**Aim of the exercise:**
Pick out the lines below that contain the string "never" and copy them all.

Records from a collection:
━━━━
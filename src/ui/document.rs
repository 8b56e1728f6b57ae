//! The scrollable portfolio document
//!
//! The document is laid out once per locale and width. Section reveal only
//! changes indentation and colors, never the wrapping, so anchor rows stay
//! put while the reader scrolls.

use super::widgets::{text_width, wrap_text};
use crate::app::App;
use crate::content::portfolio::{
    self, Section, ABOUT_HIGHLIGHTS, ABOUT_TEXT, EXPERIENCES, PROJECTS, SKILLS, SOCIAL_LINKS,
};
use crate::content::Locale;
use crate::state::{DocumentMetrics, Reveal};
use ratatui::{
    layout::Rect,
    style::{Color, Modifier, Style},
    text::{Line, Span},
    widgets::Paragraph,
    Frame,
};

/// Widest text column, in characters
const MAX_TEXT_WIDTH: u16 = 80;
/// Narrowest text column, in characters
const MIN_TEXT_WIDTH: u16 = 20;
/// Background and foreground gray levels for the fade-in ramp
const FADE_FROM: u8 = 60;
const FADE_TO: u8 = 220;

/// Laid-out document
pub struct Document {
    pub lines: Vec<Line<'static>>,
    pub metrics: DocumentMetrics,
}

/// Width of the centered text column for a terminal width
fn column_width(width: u16) -> u16 {
    width.saturating_sub(4).clamp(MIN_TEXT_WIDTH, MAX_TEXT_WIDTH)
}

/// Wrapping width: the column at its smallest reveal scale
fn wrap_width(width: u16) -> usize {
    (column_width(width) as usize * 4 / 5).max(1)
}

/// Measure the document without styling it
pub fn measure(locale: Locale, width: u16) -> DocumentMetrics {
    build(locale, width, Reveal::FULL).metrics
}

struct Builder {
    lines: Vec<Line<'static>>,
    anchors: Vec<(Section, u16)>,
    wrap: usize,
    indent: String,
    body: Style,
    heading: Style,
    muted: Style,
}

impl Builder {
    fn row(&self) -> u16 {
        self.lines.len().min(u16::MAX as usize) as u16
    }

    fn blank(&mut self) {
        self.lines.push(Line::from(""));
    }

    fn push(&mut self, spans: Vec<Span<'static>>) {
        let mut line = vec![Span::raw(self.indent.clone())];
        line.extend(spans);
        self.lines.push(Line::from(line));
    }

    fn text(&mut self, text: &str, style: Style) {
        for line in wrap_text(text, self.wrap) {
            self.push(vec![Span::styled(line, style)]);
        }
    }

    /// Wrapped text with a bullet and a hanging indent
    fn bullet(&mut self, text: &str) {
        let body = self.body;
        let wrap = self.wrap.saturating_sub(4).max(1);
        for (idx, line) in wrap_text(text, wrap).into_iter().enumerate() {
            let marker = if idx == 0 { "  • " } else { "    " };
            self.push(vec![Span::styled(marker, self.muted), Span::styled(line, body)]);
        }
    }

    fn heading(&mut self, section: Section, locale: Locale) {
        self.anchors.push((section, self.row()));
        let title = section.heading().get(locale);
        self.push(vec![Span::styled(title.to_string(), self.heading)]);
        self.push(vec![Span::styled(
            "─".repeat(text_width(title) as usize),
            self.muted,
        )]);
        self.blank();
    }
}

/// Lay out the whole document.
///
/// `reveal` fades and indents every section after the hero.
pub fn build(locale: Locale, width: u16, reveal: Reveal) -> Document {
    let column = column_width(width);
    let base_indent = width.saturating_sub(column) / 2;

    let gray = reveal.gray_level(FADE_FROM, FADE_TO);
    let revealed_heading = if reveal.opacity < 0.5 {
        Style::default().fg(Color::DarkGray)
    } else {
        Style::default()
            .fg(Color::Cyan)
            .add_modifier(Modifier::BOLD)
    };

    let mut b = Builder {
        lines: Vec::new(),
        anchors: Vec::new(),
        wrap: wrap_width(width),
        indent: " ".repeat(base_indent as usize),
        body: Style::default().fg(Color::Gray),
        heading: Style::default()
            .fg(Color::Cyan)
            .add_modifier(Modifier::BOLD),
        muted: Style::default().fg(Color::DarkGray),
    };

    section(&mut b, Section::Hero, locale);

    b.indent = " ".repeat((base_indent + reveal.margin(column)) as usize);
    b.body = Style::default().fg(Color::Rgb(gray, gray, gray));
    b.heading = revealed_heading;

    for s in Section::ALL.into_iter().filter(|s| *s != Section::Hero) {
        section(&mut b, s, locale);
    }

    let height = b.row();
    Document {
        lines: b.lines,
        metrics: DocumentMetrics {
            height,
            anchors: b.anchors,
        },
    }
}

fn section(b: &mut Builder, section: Section, locale: Locale) {
    match section {
        Section::Hero => hero(b, locale),
        Section::About => about(b, locale),
        Section::Experience => experience(b, locale),
        Section::Skills => skills(b, locale),
        Section::Projects => projects(b, locale),
        Section::Contact => contact(b, locale),
    }
}

fn hero(b: &mut Builder, locale: Locale) {
    b.anchors.push((Section::Hero, 0));
    for _ in 0..3 {
        b.blank();
    }
    b.push(vec![Span::styled(
        portfolio::OWNER_NAME,
        Style::default()
            .fg(Color::Magenta)
            .add_modifier(Modifier::BOLD),
    )]);
    b.text(portfolio::TAGLINE.get(locale), Style::default().fg(Color::Gray));
    b.blank();

    let key = Style::default()
        .fg(Color::Cyan)
        .add_modifier(Modifier::BOLD);
    b.push(vec![
        Span::styled("[c] ", key),
        Span::raw(portfolio::CONTACT_ACTION.get(locale)),
        Span::raw("    "),
        Span::styled("[d] ", key),
        Span::raw(portfolio::CV_ACTION.get(locale)),
    ]);
    for _ in 0..3 {
        b.blank();
    }
}

fn about(b: &mut Builder, locale: Locale) {
    b.heading(Section::About, locale);
    b.text(ABOUT_TEXT.get(locale), b.body);
    b.blank();
    for highlight in ABOUT_HIGHLIGHTS {
        b.bullet(highlight);
    }
    b.blank();
    b.blank();
}

fn experience(b: &mut Builder, locale: Locale) {
    b.heading(Section::Experience, locale);
    for job in EXPERIENCES {
        let title_style = b.body.add_modifier(Modifier::BOLD);
        b.text(job.title.get(locale), title_style);
        b.text(job.period.get(locale), b.muted);
        for bullet in job.bullets {
            b.bullet(bullet.get(locale));
        }
        b.text(job.url, b.muted.add_modifier(Modifier::UNDERLINED));
        b.blank();
    }
    b.blank();
}

fn skills(b: &mut Builder, locale: Locale) {
    b.heading(Section::Skills, locale);
    for group in SKILLS {
        let title_style = b.body.add_modifier(Modifier::BOLD);
        b.text(group.title.get(locale), title_style);
        b.text(group.tools.get(locale), b.body);
        b.blank();
    }
    b.blank();
}

fn projects(b: &mut Builder, locale: Locale) {
    b.heading(Section::Projects, locale);
    for project in PROJECTS {
        let title_style = b.body.add_modifier(Modifier::BOLD);
        b.text(project.title.get(locale), title_style);
        b.text(project.description.get(locale), b.body);
        if let Some(url) = project.url {
            b.text(url, b.muted.add_modifier(Modifier::UNDERLINED));
        }
        b.blank();
    }
    b.blank();
}

fn contact(b: &mut Builder, locale: Locale) {
    b.heading(Section::Contact, locale);
    b.text(portfolio::CONTACT_PROMPT.get(locale), b.body);
    b.blank();

    let key = Style::default().fg(Color::Cyan);
    for link in SOCIAL_LINKS {
        b.push(vec![
            Span::styled(format!("[{}] ", link.copy_key), key),
            Span::styled(format!("{:<9}", link.label), b.body),
            Span::styled(link.target, b.muted),
        ]);
    }
    b.blank();
    b.blank();
    b.text(portfolio::FOOTER.get(locale), b.muted);
    b.blank();
}

/// Draw the visible slice of the document
pub fn draw(frame: &mut Frame, area: Rect, app: &App) {
    let state = &app.state;
    let document = build(state.locale, area.width, state.reveal());
    let paragraph = Paragraph::new(document.lines).scroll((state.scroll_offset, 0));
    frame.render_widget(paragraph, area);
}

#[cfg(test)]
mod tests {
    use super::*;
    use crate::state::reveal_at;

    fn line_text(line: &Line) -> String {
        line.spans.iter().map(|s| s.content.as_ref()).collect()
    }

    #[test]
    fn test_anchors_cover_every_section_in_order() {
        let metrics = measure(Locale::Fr, 100);
        let sections: Vec<Section> = metrics.anchors.iter().map(|(s, _)| *s).collect();
        assert_eq!(sections, Section::ALL.to_vec());

        let rows: Vec<u16> = metrics.anchors.iter().map(|(_, r)| *r).collect();
        assert!(rows.windows(2).all(|w| w[0] < w[1]));
        assert!(metrics.height > *rows.last().unwrap());
    }

    #[test]
    fn test_anchor_rows_hold_headings() {
        let document = build(Locale::En, 100, Reveal::FULL);
        for (section, row) in &document.metrics.anchors {
            if *section == Section::Hero {
                continue;
            }
            let text = line_text(&document.lines[*row as usize]);
            assert_eq!(text.trim(), section.heading().get(Locale::En));
        }
    }

    #[test]
    fn test_reveal_does_not_change_layout() {
        let hidden = build(Locale::Fr, 90, reveal_at(0.0));
        let shown = build(Locale::Fr, 90, Reveal::FULL);
        assert_eq!(hidden.metrics, shown.metrics);
    }

    #[test]
    fn test_reveal_indents_sections() {
        let hidden = build(Locale::En, 100, reveal_at(0.0));
        let shown = build(Locale::En, 100, Reveal::FULL);
        let row = hidden.metrics.anchor(Section::About).unwrap() as usize;
        let indent = |doc: &Document| line_text(&doc.lines[row]).len()
            - line_text(&doc.lines[row]).trim_start().len();
        assert!(indent(&hidden) > indent(&shown));
    }

    #[test]
    fn test_locale_changes_text() {
        let fr = build(Locale::Fr, 100, Reveal::FULL);
        let en = build(Locale::En, 100, Reveal::FULL);
        let all = |doc: &Document| {
            doc.lines
                .iter()
                .map(line_text)
                .collect::<Vec<_>>()
                .join("\n")
        };
        assert!(all(&fr).contains("Mes Projets"));
        assert!(all(&en).contains("My Projects"));
        assert!(!all(&en).contains("Mes Projets"));
    }

    #[test]
    fn test_narrow_terminal_grows_document() {
        let wide = measure(Locale::Fr, 120);
        let narrow = measure(Locale::Fr, 30);
        assert!(narrow.height > wide.height);
    }

    #[test]
    fn test_wrapped_lines_fit_column() {
        let width = 60;
        let document = build(Locale::Fr, width, Reveal::FULL);
        for line in &document.lines {
            let text = line_text(line);
            // URLs are never split, everything else fits
            if !text.contains("http") && !text.contains('@') {
                assert!(text.chars().count() <= width as usize, "{text}");
            }
        }
    }
}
━━━━
**Written response:**
//! changes indentation and colors, never the wrapping, so anchor rows stay
            // URLs are never split, everything else fits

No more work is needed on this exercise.